Marcus Kelly, PhD
National Institutes of Health, National Cancer Institute, Center for Cancer Research, Center for Immuno-Oncology
Over the past decade, immunotherapy has led to major improvements in clinical oncology; however, resistance to therapy remains an obstacle. In this study, we interrogated the role of clusterin (CLU) in mechanisms of tumor resistance to therapies. Two main forms of CLU, nuclear (nCLU) and secreted (sCLU), are found ubiquitously expressed in tissues and body fluids, and overexpressed in aggressive cancers, such as colon and lung cancer. Functionally, sCLU has been shown to upregulate mesenchymal cell features in the context of TGF-beta signaling and mediate tumor resistance to apoptosis.

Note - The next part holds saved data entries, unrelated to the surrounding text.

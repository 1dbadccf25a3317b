//! Orchestration of task resolution.
//!
//! The engine resolves tasks against a reasoning oracle and walks the
//! graphs their decompositions produce; `prompt` builds the requests it
//! sends along the way.

mod engine;
pub mod prompt;

pub use engine::{
    Engine, EngineConfig, Resolution, RunId, RunStats, DEFAULT_ORACLE_TIMEOUT_SECS,
};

Here, we evaluated sotevtamab, a clinical stage, humanized monoclonal anti-sCLU antibody, for its ability to improve immune-mediated anti-tumor activity. Our data demonstrate that pre-treatment of human colon and lung cancer cell lines with AB-16B5 increases their susceptibility to lysis mediated by natural killer (NK) cells and NK cells activated with the superagonist IL-15, nogapendekin-alfa inbakicept (NAI). The murine surrogate agent mAB-16B5 was evaluated in vivo against MC38 tumors, demonstrating enhanced anti-tumor activity when used in combination with immune checkpoint blockade (ICB). Currently, the mechanisms by which AB-16B5 increases immune-mediated tumor control are being investigated. These data provide rationale for further preclinical and potential clinical studies investigating blockade of sCLU to increase the outcome of immune-based therapies against advanced tumors.